Search the entries for the word "ProjectRoot" and pull out each line that has it.
########
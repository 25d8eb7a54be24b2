//! State shared with every step of a run

use craftgen_core::{ProjectConfig, ProjectRoot};

/// Read-only inputs of a pipeline run
#[derive(Debug, Clone)]
pub struct StepContext {
    config: ProjectConfig,
    root: ProjectRoot,
}

impl StepContext {
    /// Build the context for a run. A [`ProjectConfig`] only exists once
    /// the license has been accepted.
    pub fn new(config: ProjectConfig, root: ProjectRoot) -> Self {
        Self { config, root }
    }

    pub fn config(&self) -> &ProjectConfig {
        &self.config
    }

    pub fn root(&self) -> &ProjectRoot {
        &self.root
    }
}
########
[RESULT FOR THIS EXERCISE]:
use craftgen_core::{ProjectConfig, ProjectRoot};
    root: ProjectRoot,
    pub fn new(config: ProjectConfig, root: ProjectRoot) -> Self {
    pub fn root(&self) -> &ProjectRoot {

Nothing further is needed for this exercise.